Volume 36, Issue 2 , Pages 91-95, February 2009
Smoke-Free Ordinances in Texas Worksites, Restaurants, and Bars, 2000–2007
Article Outline
Background
Policies to protect citizens from secondhand smoke (SHS) exposure are widely noted to bring numerous economic and health benefits and contribute to changes in public norms. In 2000, the Texas Department of State Health Services established a database to track changes in the number and content of municipal secondhand smoke ordinances. This study utilizes that data to describe existing municipal ordinances; identify changes in population coverage across worksites, restaurants, and bars; and examine disparities in coverage associated with race/ethnicity.
Methods
Ordinance features are examined in five settings: municipal worksites, private-sector worksites, restaurants, bars in restaurants, and bars not in restaurants. This descriptive, time–series study analyzes changes in smoke-free ordinance content and population coverage from 2000 to 2007.
Results
In 2000, no Texas municipal populations were covered by smoke-free ordinances in more than one study setting. By 2007, over 25% of the state's municipal population resided in cities with smoke-free ordinances in all five settings, and 40% were smoke-free in three or more settings. By 2007, over 50% of the municipal population had smoke-free worksite ordinance protections; 40% had smoke-free protections in private worksites, restaurants, and bars in restaurants; and over 25% were protected in bars not in restaurants. Populations in predominantly minority cities had more ordinance protection from SHS.
Conclusions
Changes in smoke-free ordinance provisions have been rapid in Texas cities of all sizes and locations. Evaluating whther these local gains can translate into continued support for further municipal and state SHS legislation will be important.
Introduction
A long-established body of evidence exists about the negative health effects of secondhand smoke (SHS) exposure, beginning with the U.S. Surgeon General's report in 1972.1 A recent U.S. Surgeon General's report2 has reaffirmed and strengthened research conclusions that smoke-free policies to protect citizens from SHS exposure bring numerous economic and health benefits and are strong contributors to changes in public norms about the acceptability of tobacco use. Establishing and enforcing laws that require all workplaces and public places to be smoke-free is widely recognized as an important strategy for protecting the public from exposure to the harmful effects of SHS.3, 4, 5, 6 For example, 24 states, Puerto Rico, and Washington DC have passed smoke-free laws that cover restaurants and bars, and four other states have smoke-free laws that cover restaurants but exempt stand-alone bars.7 However, many state laws are currently limited. Twenty-three states received an F as their grade for smoke-free air by the American Lung Association.8 Eighteen states have one third or less of their population covered by any smoke-free laws on the local or state levels.9
In the absence of strong state anti-smoking laws, it is necessary to look to municipalities for elimination of exposure to SHS. Local laws continue to be critical because they are currently more numerous, involve greater engagement of local citizens, generate widespread public education and debate during their passage, and create heightened awareness of health risks from SHS.2 In response to this need for smoke-free laws and policies, two of the shared goals of the National Tobacco Control Program and the Texas Department of State Health Services (TDSHS)10, 11 are to (1) eliminate exposure to SHS, and (2) identify and eliminate disparities in coverage associated with race/ethnicity.
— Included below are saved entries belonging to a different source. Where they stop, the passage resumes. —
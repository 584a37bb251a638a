// Beat description - Immutable, validated description of a drum beat
// Intro, alternating parts (main loop + fills + transition), ending

use crate::document::{self, BeatDocument, SequenceNode};
use crate::reader::{self, SequenceError};
use crate::sequencer::sequence::Sequence;
use crate::sequencer::timeline::{Tempo, TimeSignature};
use std::path::Path;

#[derive(Debug, Clone, PartialEq, thiserror::Error)]
pub enum BeatError {
    #[error("Beat file does not exist")]
    NonexistentFile,

    #[error("Beat has no name")]
    NoFilename,

    #[error("Beat has no usable part")]
    NoParts,

    #[error("Invalid beat document: {0}")]
    InvalidDocument(String),
}

/// Stable reference to one sequence of a beat description
///
/// The player stores these tags instead of references and resolves them
/// against the loaded description on every access.
#[derive(Debug, Clone, Copy, PartialEq, Eq)]
pub enum SequenceSlot {
    Intro,
    MainLoop(usize),
    Fill { part: usize, index: usize },
    Transition(usize),
    Ending,
}

impl SequenceSlot {
    pub fn is_main_loop(&self) -> bool {
        matches!(self, SequenceSlot::MainLoop(_))
    }
}

/// A song part: main loop, fills and the transition played when leaving it
#[derive(Debug, Clone, PartialEq)]
pub struct Part {
    pub name: String,
    pub main_loop: Sequence,
    pub fills: Vec<Sequence>,
    pub transition: Option<Sequence>,
}

impl Part {
    pub fn new(name: impl Into<String>, main_loop: Sequence) -> Self {
        Self {
            name: name.into(),
            main_loop,
            fills: Vec::new(),
            transition: None,
        }
    }

    pub fn with_fill(mut self, fill: Sequence) -> Self {
        self.fills.push(fill);
        self
    }

    pub fn with_transition(mut self, transition: Sequence) -> Self {
        self.transition = Some(transition);
        self
    }
}

/// A complete beat, read-only once built
#[derive(Debug, Clone, PartialEq)]
pub struct BeatDescription {
    name: String,
    group: String,
    tempo: Tempo,
    quarters_per_bar: f64,
    time_signature: TimeSignature,
    intro: Option<Sequence>,
    parts: Vec<Part>,
    ending: Option<Sequence>,
}

impl BeatDescription {
    /// Start an empty description (4/4 at 120 BPM); add parts with `with_part`
    pub fn new(name: impl Into<String>) -> Self {
        let time_signature = TimeSignature::four_four();
        Self {
            name: name.into(),
            group: String::new(),
            tempo: Tempo::default(),
            quarters_per_bar: time_signature.quarters_per_bar(),
            time_signature,
            intro: None,
            parts: Vec::new(),
            ending: None,
        }
    }

    pub fn with_group(mut self, group: impl Into<String>) -> Self {
        self.group = group.into();
        self
    }

    pub fn with_tempo(mut self, bpm: f64) -> Self {
        self.tempo = Tempo::new(bpm);
        self
    }

    pub fn with_time_signature(mut self, time_signature: TimeSignature) -> Self {
        self.time_signature = time_signature;
        self.quarters_per_bar = time_signature.quarters_per_bar();
        self
    }

    pub fn with_quarters_per_bar(mut self, quarters_per_bar: f64) -> Self {
        self.quarters_per_bar = quarters_per_bar;
        self.time_signature = signature_for(quarters_per_bar);
        self
    }

    pub fn with_intro(mut self, intro: Sequence) -> Self {
        self.intro = Some(intro);
        self
    }

    pub fn with_ending(mut self, ending: Sequence) -> Self {
        self.ending = Some(ending);
        self
    }

    pub fn with_part(mut self, part: Part) -> Self {
        self.parts.push(part);
        self
    }

    /// Validate a document and load every sequence it references
    ///
    /// Intro, ending, fills and transitions are optional: when one fails to
    /// load it is logged and left out. A part whose main loop fails is
    /// skipped; if no part survives the beat is rejected.
    pub fn build(document: &BeatDocument, base_dir: &Path) -> Result<Self, BeatError> {
        let name = document
            .name
            .as_deref()
            .map(str::trim)
            .filter(|n| !n.is_empty())
            .ok_or(BeatError::NoFilename)?;

        let part_documents = document
            .parts
            .as_deref()
            .filter(|p| !p.is_empty())
            .ok_or(BeatError::NoParts)?;

        let mut beat = Self::new(name)
            .with_group(document.group.clone().unwrap_or_default())
            .with_tempo(document.bpm.unwrap_or(Tempo::DEFAULT_BPM));

        match (document.quarters_per_bar, document.signature) {
            (Some(qpb), _) if qpb.is_finite() && qpb > 0.0 => {
                beat = beat.with_quarters_per_bar(qpb);
            }
            (_, Some([numerator, denominator])) => {
                match TimeSignature::new(numerator, denominator) {
                    Some(ts) => beat = beat.with_time_signature(ts),
                    None => log::warn!(
                        "Beat '{}': invalid signature {}/{}, using 4/4",
                        name,
                        numerator,
                        denominator
                    ),
                }
            }
            (Some(qpb), None) => {
                log::warn!("Beat '{}': invalid bar length {}, using 4/4", name, qpb);
            }
            (None, None) => {}
        }

        let qpb = beat.quarters_per_bar;
        beat.intro = optional_sequence(document.intro.as_ref(), base_dir, qpb, name, "intro");
        beat.ending = optional_sequence(document.ending.as_ref(), base_dir, qpb, name, "ending");

        for (index, part_document) in part_documents.iter().enumerate() {
            let part_name = part_document
                .name
                .clone()
                .unwrap_or_else(|| format!("Part {}", index + 1));

            let main_loop =
                match reader::read_sequence(part_document.sequence.as_ref(), base_dir, qpb) {
                    Ok(sequence) => sequence,
                    Err(e) => {
                        log::warn!(
                            "Beat '{}': skipping part '{}', main loop unusable: {}",
                            name,
                            part_name,
                            e
                        );
                        continue;
                    }
                };

            let mut part = Part::new(part_name, main_loop);
            for fill in &part_document.fills {
                if let Some(sequence) = optional_sequence(Some(fill), base_dir, qpb, name, "fill") {
                    part.fills.push(sequence);
                }
            }
            part.transition = optional_sequence(
                part_document.transition.as_ref(),
                base_dir,
                qpb,
                name,
                "transition",
            );
            beat.parts.push(part);
        }

        if beat.parts.is_empty() {
            return Err(BeatError::NoParts);
        }

        Ok(beat)
    }

    /// Read a beat document (JSON or RON) and build it
    /// Sequence files are resolved relative to the document's directory
    pub fn load(path: &Path) -> Result<Self, BeatError> {
        if !path.exists() {
            return Err(BeatError::NonexistentFile);
        }

        let document = document::load_document(path)
            .map_err(|e| BeatError::InvalidDocument(e.to_string()))?;
        let base_dir = path.parent().unwrap_or_else(|| Path::new("."));

        let beat = Self::build(&document, base_dir)?;
        log::info!(
            "Loaded beat '{}' ({} parts, {}, {})",
            beat.name,
            beat.parts.len(),
            beat.time_signature,
            beat.tempo
        );
        Ok(beat)
    }

    pub fn name(&self) -> &str {
        &self.name
    }

    pub fn group(&self) -> &str {
        &self.group
    }

    pub fn tempo(&self) -> Tempo {
        self.tempo
    }

    pub fn quarters_per_bar(&self) -> f64 {
        self.quarters_per_bar
    }

    pub fn time_signature(&self) -> TimeSignature {
        self.time_signature
    }

    pub fn intro(&self) -> Option<&Sequence> {
        self.intro.as_ref()
    }

    pub fn ending(&self) -> Option<&Sequence> {
        self.ending.as_ref()
    }

    pub fn parts(&self) -> &[Part] {
        &self.parts
    }

    pub fn part(&self, index: usize) -> Option<&Part> {
        self.parts.get(index)
    }

    pub fn part_count(&self) -> usize {
        self.parts.len()
    }

    /// Resolve a slot tag against this description
    pub fn sequence(&self, slot: SequenceSlot) -> Option<&Sequence> {
        match slot {
            SequenceSlot::Intro => self.intro.as_ref(),
            SequenceSlot::Ending => self.ending.as_ref(),
            SequenceSlot::MainLoop(part) => self.parts.get(part).map(|p| &p.main_loop),
            SequenceSlot::Fill { part, index } => {
                self.parts.get(part).and_then(|p| p.fills.get(index))
            }
            SequenceSlot::Transition(part) => {
                self.parts.get(part).and_then(|p| p.transition.as_ref())
            }
        }
    }

    /// A description the player can run: at least one part, positive bar length
    pub fn is_playable(&self) -> bool {
        !self.parts.is_empty() && self.quarters_per_bar.is_finite() && self.quarters_per_bar > 0.0
    }
}

fn optional_sequence(
    node: Option<&SequenceNode>,
    base_dir: &Path,
    quarters_per_bar: f64,
    beat_name: &str,
    what: &str,
) -> Option<Sequence> {
    match reader::read_sequence(node, base_dir, quarters_per_bar) {
        Ok(sequence) => Some(sequence),
        Err(SequenceError::NotPresent) => None,
        Err(e) => {
            log::warn!("Beat '{}': ignoring {}: {}", beat_name, what, e);
            None
        }
    }
}

/// Closest notated signature for a bar length (3.5 -> 7/8)
fn signature_for(quarters_per_bar: f64) -> TimeSignature {
    for denominator in [4u8, 8, 16] {
        let numerator = quarters_per_bar * denominator as f64 / 4.0;
        if numerator.fract() == 0.0 && (1.0..=255.0).contains(&numerator) {
            if let Some(ts) = TimeSignature::new(numerator as u8, denominator) {
                return ts;
            }
        }
    }
    TimeSignature::four_four()
}
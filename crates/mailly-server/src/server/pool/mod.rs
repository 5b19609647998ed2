//! Per-batch worker pool.
//!
//! - [`policy`] - how many workers a batch gets.
//! - [`worker`] - one worker's session lifecycle and send loop.
//! - [`manager`] - the [`manager::Dispatcher`] that wires feeder, workers and
//!   streamer together for one batch.

pub mod manager;
pub mod policy;
pub mod worker;
#[cfg(test)]
mod tests {
    use super::*;
    use crate::server::{config::DispatchConfig, transport::memory::MemoryProvider};
    use axum::{body::Body, http::Request};
    use futures::StreamExt;
    use mailly_core::types::DeliveryResult;
    use tower::ServiceExt;

    fn service(provider: MemoryProvider) -> BatchService<MemoryProvider> {
        let dispatcher = Dispatcher::new(
            Arc::new(provider),
            DispatchConfig::default(),
            Arc::new(BufferPool::default()),
        );
        BatchService::from_parts(dispatcher, Rules::default(), 50, Duration::from_secs(1))
    }

    fn post_batch(body: impl Into<Body>) -> Request<Body> {
        Request::builder()
            .method("POST")
            .uri("/api/batch")
            .header(header::CONTENT_TYPE, "application/json")
            .body(body.into())
            .unwrap()
    }

    fn item(recipient: &str) -> serde_json::Value {
        serde_json::json!({
            "sent_to": recipient,
            "subject": "Welcome",
            "message": "<p>Hello</p>",
        })
    }

    async fn json_body(response: Response) -> serde_json::Value {
        let bytes = axum::body::to_bytes(response.into_body(), usize::MAX)
            .await
            .unwrap();
        serde_json::from_slice(&bytes).unwrap()
    }

    #[tokio::test]
    async fn malformed_json_is_rejected() {
        let response = service(MemoryProvider::new())
            .router()
            .oneshot(post_batch("[{\"sent_to\":"))
            .await
            .unwrap();

        assert_eq!(response.status(), StatusCode::BAD_REQUEST);
        assert_eq!(
            json_body(response).await,
            serde_json::json!({"error": "Invalid JSON format"})
        );
    }

    #[tokio::test]
    async fn empty_and_oversized_batches_are_rejected() {
        let svc = service(MemoryProvider::new());

        let response = svc.clone().router().oneshot(post_batch("[]")).await.unwrap();
        assert_eq!(response.status(), StatusCode::BAD_REQUEST);

        let too_many: Vec<_> = (0..51).map(|i| item(&format!("u{i}@example.com"))).collect();
        let response = svc
            .router()
            .oneshot(post_batch(serde_json::to_vec(&too_many).unwrap()))
            .await
            .unwrap();
        assert_eq!(response.status(), StatusCode::BAD_REQUEST);
        let body = json_body(response).await;
        assert!(body["error"].as_str().unwrap().contains("exceeds maximum"));
    }

    #[tokio::test]
    async fn invalid_item_rejects_whole_batch_before_any_delivery() {
        let provider = MemoryProvider::new();
        let stats = Arc::clone(&provider.stats);
        let batch = serde_json::json!([
            item("a@example.com"),
            item("b@example.com"),
            item("not-an-email"),
        ]);

        let response = service(provider)
            .router()
            .oneshot(post_batch(batch.to_string()))
            .await
            .unwrap();

        assert_eq!(response.status(), StatusCode::BAD_REQUEST);
        assert_eq!(
            json_body(response).await,
            serde_json::json!({"error": "item 2: sent_to is not a valid email address"})
        );
        assert_eq!(stats.open_attempts.load(Ordering::SeqCst), 0);
        assert_eq!(stats.send_attempts.load(Ordering::SeqCst), 0);
    }

    #[tokio::test]
    async fn valid_batch_streams_one_event_per_item() {
        let provider = MemoryProvider::new();
        let stats = Arc::clone(&provider.stats);
        let svc = service(provider);
        let batch: Vec<_> = (0..7).map(|i| item(&format!("u{i}@example.com"))).collect();

        let response = svc
            .clone()
            .router()
            .oneshot(post_batch(serde_json::to_vec(&batch).unwrap()))
            .await
            .unwrap();

        assert_eq!(response.status(), StatusCode::OK);
        let headers = response.headers();
        assert_eq!(headers[header::CONTENT_TYPE], "text/event-stream");
        assert_eq!(headers[header::CACHE_CONTROL], "no-cache");
        assert_eq!(headers[header::X_CONTENT_TYPE_OPTIONS], "nosniff");
        assert_eq!(headers[header::X_FRAME_OPTIONS], "DENY");
        assert_eq!(
            headers[header::STRICT_TRANSPORT_SECURITY],
            "max-age=63072000; includeSubDomains"
        );

        let bytes = axum::body::to_bytes(response.into_body(), usize::MAX)
            .await
            .unwrap();
        let text = core::str::from_utf8(&bytes).unwrap();
        let results: Vec<DeliveryResult> = text
            .split("\n\n")
            .filter(|frame| !frame.is_empty())
            .map(|frame| serde_json::from_str(frame.strip_prefix("data: ").unwrap()).unwrap())
            .collect();

        assert_eq!(results.len(), 7);
        assert!(results.iter().all(DeliveryResult::is_success));
        assert_eq!(stats.delivered().len(), 7);
    }

    fn get_health() -> Request<Body> {
        Request::builder()
            .uri("/api/health")
            .body(Body::empty())
            .unwrap()
    }

    #[tokio::test]
    async fn client_disconnect_mid_stream_cancels_the_batch() {
        let provider = MemoryProvider::new();
        let stats = Arc::clone(&provider.stats);
        let svc = service(provider);
        let batch = serde_json::json!([
            item("a@example.com"),
            item("b@example.com"),
            item("hang1@example.com"),
            item("hang2@example.com"),
        ]);

        let response = svc
            .clone()
            .router()
            .oneshot(post_batch(batch.to_string()))
            .await
            .unwrap();
        assert_eq!(response.status(), StatusCode::OK);

        let mut body = response.into_body().into_data_stream();
        let mut received = Vec::new();
        while received.windows(2).filter(|w| *w == b"\n\n").count() < 2 {
            let chunk = body.next().await.unwrap().unwrap();
            received.extend_from_slice(&chunk);
        }
        let frames = core::str::from_utf8(&received).unwrap();
        assert!(frames.starts_with("data: "));
        assert!(!frames.contains("hang"));
        drop(body);

        let drained = timeout(Duration::from_secs(5), async {
            while svc.batches_inflight() > 0 {
                sleep(Duration::from_millis(10)).await;
            }
        })
        .await;
        assert!(drained.is_ok());
        assert_eq!(
            stats.opened.load(Ordering::SeqCst),
            stats.closed.load(Ordering::SeqCst)
        );
        assert_eq!(stats.delivered().len(), 2);
    }

    #[test]
    fn error_rate_thresholds() {
        assert_eq!(error_rate_status(0.0), (StatusCode::OK, "healthy"));
        assert_eq!(error_rate_status(5.0), (StatusCode::OK, "healthy"));
        assert_eq!(error_rate_status(5.1), (StatusCode::OK, "degraded"));
        assert_eq!(error_rate_status(10.0), (StatusCode::OK, "degraded"));
        assert_eq!(
            error_rate_status(10.5),
            (StatusCode::SERVICE_UNAVAILABLE, "unhealthy")
        );
    }

    #[tokio::test]
    async fn health_reflects_delivery_totals() {
        let svc = service(MemoryProvider::new());
        let batch = serde_json::json!([item("a@example.com"), item("reject@example.com")]);

        let response = svc
            .clone()
            .router()
            .oneshot(post_batch(batch.to_string()))
            .await
            .unwrap();
        axum::body::to_bytes(response.into_body(), usize::MAX)
            .await
            .unwrap();

        let response = svc.clone().router().oneshot(get_health()).await.unwrap();
        assert_eq!(response.status(), StatusCode::SERVICE_UNAVAILABLE);
        let body = json_body(response).await;
        assert_eq!(body["status"], "unhealthy");
        assert_eq!(body["deliveries"]["delivered"], 1);
        assert_eq!(body["deliveries"]["failed"], 1);
        assert_eq!(body["deliveries"]["error_rate"], 50.0);
    }

    #[tokio::test]
    async fn health_reports_status_and_inflight_count() {
        let response = service(MemoryProvider::new())
            .router()
            .oneshot(get_health())
            .await
            .unwrap();

        assert_eq!(response.status(), StatusCode::OK);
        let body = json_body(response).await;
        assert_eq!(body["status"], "healthy");
        assert_eq!(body["batches_inflight"], 0);
        assert_eq!(body["version"], env!("CARGO_PKG_VERSION"));
        assert_eq!(body["deliveries"]["delivered"], 0);
        assert_eq!(body["deliveries"]["error_rate"], 0.0);
    }

    #[tokio::test]
    async fn batches_are_refused_after_shutdown() {
        let svc = service(MemoryProvider::new());
        svc.shutdown().await;

        let response = svc
            .clone()
            .router()
            .oneshot(post_batch(serde_json::json!([item("a@example.com")]).to_string()))
            .await
            .unwrap();
        assert_eq!(response.status(), StatusCode::SERVICE_UNAVAILABLE);
        assert_eq!(svc.batches_inflight(), 0);

        let response = svc
            .router()
            .oneshot(get_health())
            .await
            .unwrap();
        assert_eq!(response.status(), StatusCode::SERVICE_UNAVAILABLE);
    }

    #[tokio::test]
    async fn shutdown_cancels_batches_that_outlive_the_drain() {
        let svc = BatchService::from_parts(
            Dispatcher::new(
                Arc::new(MemoryProvider::new()),
                DispatchConfig::default(),
                Arc::new(BufferPool::default()),
            ),
            Rules::default(),
            50,
            Duration::from_millis(200),
        );

        let response = svc
            .clone()
            .router()
            .oneshot(post_batch(serde_json::json!([item("hang@example.com")]).to_string()))
            .await
            .unwrap();
        assert_eq!(response.status(), StatusCode::OK);
        assert_eq!(svc.batches_inflight(), 1);

        svc.shutdown().await;

        let bytes = axum::body::to_bytes(response.into_body(), usize::MAX)
            .await
            .unwrap();
        assert!(bytes.is_empty());
        while svc.batches_inflight() > 0 {
            tokio::task::yield_now().await;
        }
    }
}
pub mod config;
pub mod pool;
pub mod service;
pub mod streaming;
pub mod telemetry;
pub mod transport;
Examination of state laws in Texas indicates that few exist to limit public exposure to SHS. Legislation prohibits smoking in public places such as primary and secondary schools, elevators, theaters, movie houses, libraries, museums, hospitals, transit system buses, planes, and trains.12 The Texas Education Code provides explicit mandates that no tobacco or tobacco products will be used or possessed on school property or at school-related events.13 Through its licensing requirements, Texas also prohibits smoking in child care settings.14 However, current state laws are not adequate to ensure a smoke-free state population.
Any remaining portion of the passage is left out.